> THE TASK
Using the listing below, show all lines that hold the word "product".

─── DATASET CONTENT

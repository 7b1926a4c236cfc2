// Keymapper Input Layer - Device Identity
// Hardware signature used to match devices against config rules

use std::fmt;

/// Hardware identity of an input device.
///
/// Rendered as four lowercase 4-hex-digit groups, e.g. `0003:046d:c52b:0111`
/// (bus type, vendor, product, version). The rendered form is what rule
/// patterns are matched against.
#[derive(Debug, Clone, Copy, PartialEq, Eq, Hash)]
pub struct DeviceIdentity {
    pub bus_type: u16,
    pub vendor: u16,
    pub product: u16,
    pub version: u16,
}

impl DeviceIdentity {
    pub fn new(bus_type: u16, vendor: u16, product: u16, version: u16) -> Self {
        Self {
            bus_type,
            vendor,
            product,
            version,
        }
    }
}

impl fmt::Display for DeviceIdentity {
    fn fmt(&self, f: &mut fmt::Formatter<'_>) -> fmt::Result {
        write!(
            f,
            "{:04x}:{:04x}:{:04x}:{:04x}",
            self.bus_type, self.vendor, self.product, self.version
        )
    }
}

#[cfg(feature = "evdev-backend")]
impl From<evdev::InputId> for DeviceIdentity {
    fn from(id: evdev::InputId) -> Self {
        Self::new(id.bus_type().0, id.vendor(), id.product(), id.version())
    }
}

#[cfg(test)]
mod tests {
    use super::*;

    #[test]
    fn test_identity_format() {
        let identity = DeviceIdentity::new(0x0003, 0x046d, 0xc52b, 0x0111);
        assert_eq!(identity.to_string(), "0003:046d:c52b:0111");
    }

    #[test]
    fn test_identity_format_pads_and_lowercases() {
        let identity = DeviceIdentity::new(0x11, 0x1, 0xABCD, 0);
        assert_eq!(identity.to_string(), "0011:0001:abcd:0000");
    }

    #[test]
    fn test_identity_format_max_values() {
        let identity = DeviceIdentity::new(u16::MAX, u16::MAX, u16::MAX, u16::MAX);
        assert_eq!(identity.to_string(), "ffff:ffff:ffff:ffff");
    }
}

──────

> ANSWER TO THIS EXERCISE
/// (bus type, vendor, product, version). The rendered form is what rule
    pub product: u16,
    pub fn new(bus_type: u16, vendor: u16, product: u16, version: u16) -> Self {
            product,
            self.bus_type, self.vendor, self.product, self.version
        Self::new(id.bus_type().0, id.vendor(), id.product(), id.version())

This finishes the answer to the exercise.